▶ Provided data
____________________

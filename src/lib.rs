//! Per-session nickname synchronization: a cache-first resolver, a
//! confirmation-gated writer and a debounced exporter over a pluggable
//! transport.

mod batcher;
mod config;
mod constants;
mod correlator;
mod errors;
mod event;
mod identity;
mod mutator;
mod resolver;
mod session;
mod sink;
mod store;
mod transport;

pub mod metrics;

pub use batcher::*;
pub use config::*;
pub use correlator::*;
pub use errors::*;
pub use event::*;
pub use identity::*;
pub use mutator::*;
pub use resolver::*;
pub use session::*;
pub use sink::*;
pub use store::*;
pub use transport::*;

//-----------------------------------------------------------
// Test utils

#[cfg(test)]
pub mod test_utils;
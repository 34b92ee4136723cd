//! Pending inquiry bookkeeping.
//!
//! A waiter is a one-shot sender keyed by identity. `signal` wakes every
//! waiter currently registered for a key and destroys the pending entry.
//! `wait` races the one-shot against a timer; whichever completes first is the
//! outcome, and a waiter is never resolved twice. Signals are keyed by identity
//! only, so any update for the key counts as resolving evidence.


use std::sync::atomic::AtomicU64;
use std::sync::atomic::Ordering;
use std::time::Duration;

use dashmap::DashMap;
use tokio::sync::oneshot;
use tracing::debug;
use tracing::trace;

use crate::IdentityKey;

#[derive(Debug, Clone, Copy, PartialEq, Eq)]
pub enum WaitOutcome {
    Resolved,
    TimedOut,
}

#[derive(Debug)]
struct Waiter {
    id: u64,
    sender: oneshot::Sender<()>,
}

/// Returned by [`RequestCorrelator::register_waiter`]; consumed by
/// [`RequestCorrelator::wait`].
#[derive(Debug)]
pub struct WaitHandle {
    key: IdentityKey,
    id: u64,
    receiver: oneshot::Receiver<()>,
}

impl WaitHandle {
    pub fn key(&self) -> IdentityKey {
        self.key
    }

    pub fn id(&self) -> u64 {
        self.id
    }
}

#[derive(Debug, Default)]
pub struct RequestCorrelator {
    pending: DashMap<IdentityKey, Vec<Waiter>>,
    next_id: AtomicU64,
}

impl RequestCorrelator {
    pub fn new() -> Self {
        Self::default()
    }

    /// Joins the pending inquiry for `key`, creating it if none exists.
    pub fn register_waiter(
        &self,
        key: IdentityKey,
    ) -> WaitHandle {
        let id = self.next_id.fetch_add(1, Ordering::Relaxed);
        let (sender, receiver) = oneshot::channel();

        let mut waiters = self.pending.entry(key).or_default();
        waiters.push(Waiter { id, sender });
        trace!(%key, waiter_id = id, waiters = waiters.len(), "waiter registered");

        WaitHandle { key, id, receiver }
    }

    /// Wakes every waiter currently registered for `key`. Returns how many
    /// were woken; zero when nobody was waiting.
    pub fn signal(
        &self,
        key: &IdentityKey,
    ) -> usize {
        let Some((_, waiters)) = self.pending.remove(key) else {
            return 0;
        };

        let count = waiters.len();
        for waiter in waiters {
            // receiver gone means the waiter already timed out
            let _ = waiter.sender.send(());
        }
        debug!(key = %key, count, "waiters signaled");
        count
    }

    /// Suspends until `handle` is signaled or `timeout` elapses. Never touches
    /// the cache; callers re-read it afterwards.
    pub async fn wait(
        &self,
        mut handle: WaitHandle,
        timeout: Duration,
    ) -> WaitOutcome {
        match tokio::time::timeout(timeout, &mut handle.receiver).await {
            Ok(Ok(())) => WaitOutcome::Resolved,
            Ok(Err(_)) => {
                // sender dropped by `clear` without a signal
                WaitOutcome::TimedOut
            }
            Err(_) => {
                self.abandon(&handle);
                WaitOutcome::TimedOut
            }
        }
    }

    /// Withdraws a waiter that will never be awaited.
    pub fn cancel(
        &self,
        handle: WaitHandle,
    ) {
        self.abandon(&handle);
    }

    pub fn pending_count(
        &self,
        key: &IdentityKey,
    ) -> usize {
        self.pending.get(key).map(|waiters| waiters.len()).unwrap_or(0)
    }

    pub fn pending_keys(&self) -> Vec<IdentityKey> {
        let mut keys: Vec<IdentityKey> = self.pending.iter().map(|entry| *entry.key()).collect();
        keys.sort();
        keys
    }

    /// Drops every waiter; outstanding waits end as [`WaitOutcome::TimedOut`].
    pub fn clear(&self) {
        self.pending.clear();
    }

    /// Removes a timed-out waiter, destroying the pending entry once empty.
    fn abandon(
        &self,
        handle: &WaitHandle,
    ) {
        self.pending.remove_if_mut(&handle.key, |_, waiters| {
            waiters.retain(|waiter| waiter.id != handle.id);
            waiters.is_empty()
        });
        trace!(key = %handle.key, waiter_id = handle.id, "waiter abandoned");
    }
}
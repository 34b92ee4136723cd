//! Configuration management for nickname synchronization sessions.
//!
//! Provides hierarchical configuration loading and validation with:
//! - Default values as code base
//! - Configuration file support
//! - Environment variable overrides
//! - Component-wise validation
mod batcher;
mod resolver;
mod transport;
pub use batcher::*;
pub use resolver::*;
pub use transport::*;


use std::env;
use std::fmt::Debug;

use config::Config;
use config::Environment;
use config::File;
use serde::Deserialize;
use serde::Serialize;

use crate::Result;

const ENV_PREFIX: &str = "NICKSYNC";

/// Configuration container for one nickname session.
///
/// Sources, later overriding earlier:
/// 1. Default values from code
/// 2. Configuration file specified by `CONFIG_PATH`
/// 3. Environment variables prefixed `NICKSYNC__`
#[derive(Serialize, Deserialize, Clone, Default)]
pub struct SyncConfig {
    /// Cache-first read parameters
    #[serde(default)]
    pub resolver: ResolverConfig,
    /// Export debounce parameters
    #[serde(default)]
    pub batcher: BatcherConfig,
    /// Outbound channel and write confirmation parameters
    #[serde(default)]
    pub transport: TransportConfig,
}

impl Debug for SyncConfig {
    fn fmt(
        &self,
        f: &mut std::fmt::Formatter<'_>,
    ) -> std::fmt::Result {
        f.debug_struct("SyncConfig")
            .field("resolver", &self.resolver)
            .field("batcher", &self.batcher)
            .field("transport", &self.transport)
            .finish()
    }
}

impl SyncConfig {
    /// Loads configuration from hierarchical sources without validation.
    ///
    /// # Note
    /// Validation is deferred so that `with_override_config()` can still be
    /// applied. Callers must call `validate()` before use.
    ///
    /// # Examples
    /// ```ignore
    /// std::env::set_var("NICKSYNC__RESOLVER__INQUIRY_TIMEOUT_MS", "500");
    /// let cfg = SyncConfig::new()?.validate()?;
    /// ```
    pub fn new() -> Result<Self> {
        let mut builder = Config::builder().add_source(Config::try_from(&Self::default())?);

        if let Ok(config_path) = env::var("CONFIG_PATH") {
            builder = builder.add_source(File::with_name(&config_path).required(true));
        }

        builder = builder.add_source(env_source());

        let config: Self = builder.build()?.try_deserialize()?;
        Ok(config)
    }

    /// Applies overrides from a file on top of the current values, then
    /// re-applies environment variables. No validation.
    pub fn with_override_config(
        &self,
        path: &str,
    ) -> Result<Self> {
        let config: Self = Config::builder()
            .add_source(Config::try_from(self)?)
            .add_source(File::with_name(path))
            .add_source(env_source())
            .build()?
            .try_deserialize()?;
        Ok(config)
    }

    /// Consumes self and validates every section.
    pub fn validate(self) -> Result<Self> {
        self.resolver.validate()?;
        self.batcher.validate()?;
        self.transport.validate()?;
        Ok(self)
    }
}

fn env_source() -> Environment {
    Environment::with_prefix(ENV_PREFIX)
        .separator("__")
        .ignore_empty(true)
        .try_parsing(true)
}
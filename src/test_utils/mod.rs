//! Shared helpers for unit tests across modules.
mod common;
mod recording_sink;

pub use common::*;
pub use recording_sink::*;
use std::time::Duration;

use config::ConfigError;
use serde::Deserialize;
use serde::Serialize;

use crate::constants::DEFAULT_INQUIRY_TIMEOUT_MS;
use crate::Error;
use crate::Result;

const MAX_INQUIRY_TIMEOUT_MS: u64 = 60_000;

#[derive(Debug, Serialize, Deserialize, Clone)]
pub struct ResolverConfig {
    /// How long a cache miss waits for resolving evidence before the cache is
    /// read again. Best-effort bound, not a correctness gate.
    ///
    /// Range: 1-60000
    /// Default: 3000
    #[serde(default = "default_inquiry_timeout_ms")]
    pub inquiry_timeout_ms: u64,
}

impl Default for ResolverConfig {
    fn default() -> Self {
        Self {
            inquiry_timeout_ms: default_inquiry_timeout_ms(),
        }
    }
}

impl ResolverConfig {
    pub fn inquiry_timeout(&self) -> Duration {
        Duration::from_millis(self.inquiry_timeout_ms)
    }

    pub fn validate(&self) -> Result<()> {
        if self.inquiry_timeout_ms == 0 || self.inquiry_timeout_ms > MAX_INQUIRY_TIMEOUT_MS {
            return Err(Error::Config(ConfigError::Message(format!(
                "resolver.inquiry_timeout_ms must be between 1 and {MAX_INQUIRY_TIMEOUT_MS}, got {}",
                self.inquiry_timeout_ms
            ))));
        }
        Ok(())
    }
}

fn default_inquiry_timeout_ms() -> u64 {
    DEFAULT_INQUIRY_TIMEOUT_MS
}
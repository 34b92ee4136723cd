use std::time::Duration;

use config::ConfigError;
use serde::Deserialize;
use serde::Serialize;

use crate::constants::DEFAULT_FAILURE_CHANNEL_CAPACITY;
use crate::constants::DEFAULT_QUIET_PERIOD_MS;
use crate::Error;
use crate::Result;

const MAX_QUIET_PERIOD_MS: u64 = 600_000;

#[derive(Debug, Serialize, Deserialize, Clone)]
pub struct BatcherConfig {
    /// Delay after the first queued name before the batch is flushed. Names
    /// arriving meanwhile join the same batch.
    ///
    /// Range: 1-600000
    /// Default: 3000
    #[serde(default = "default_quiet_period_ms")]
    pub quiet_period_ms: u64,

    /// Flush failures buffered for slow observers before the oldest are dropped
    #[serde(default = "default_failure_channel_capacity")]
    pub failure_channel_capacity: usize,
}

impl Default for BatcherConfig {
    fn default() -> Self {
        Self {
            quiet_period_ms: default_quiet_period_ms(),
            failure_channel_capacity: default_failure_channel_capacity(),
        }
    }
}

impl BatcherConfig {
    pub fn quiet_period(&self) -> Duration {
        Duration::from_millis(self.quiet_period_ms)
    }

    pub fn validate(&self) -> Result<()> {
        if self.quiet_period_ms == 0 || self.quiet_period_ms > MAX_QUIET_PERIOD_MS {
            return Err(Error::Config(ConfigError::Message(format!(
                "batcher.quiet_period_ms must be between 1 and {MAX_QUIET_PERIOD_MS}, got {}",
                self.quiet_period_ms
            ))));
        }

        if self.failure_channel_capacity == 0 {
            return Err(Error::Config(ConfigError::Message(
                "batcher.failure_channel_capacity must be greater than 0".into(),
            )));
        }
        Ok(())
    }
}

fn default_quiet_period_ms() -> u64 {
    DEFAULT_QUIET_PERIOD_MS
}

fn default_failure_channel_capacity() -> usize {
    DEFAULT_FAILURE_CHANNEL_CAPACITY
}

____________________

From the material above, determine how many lines hold the string "sender"; give the number without comment.

▶ Response
6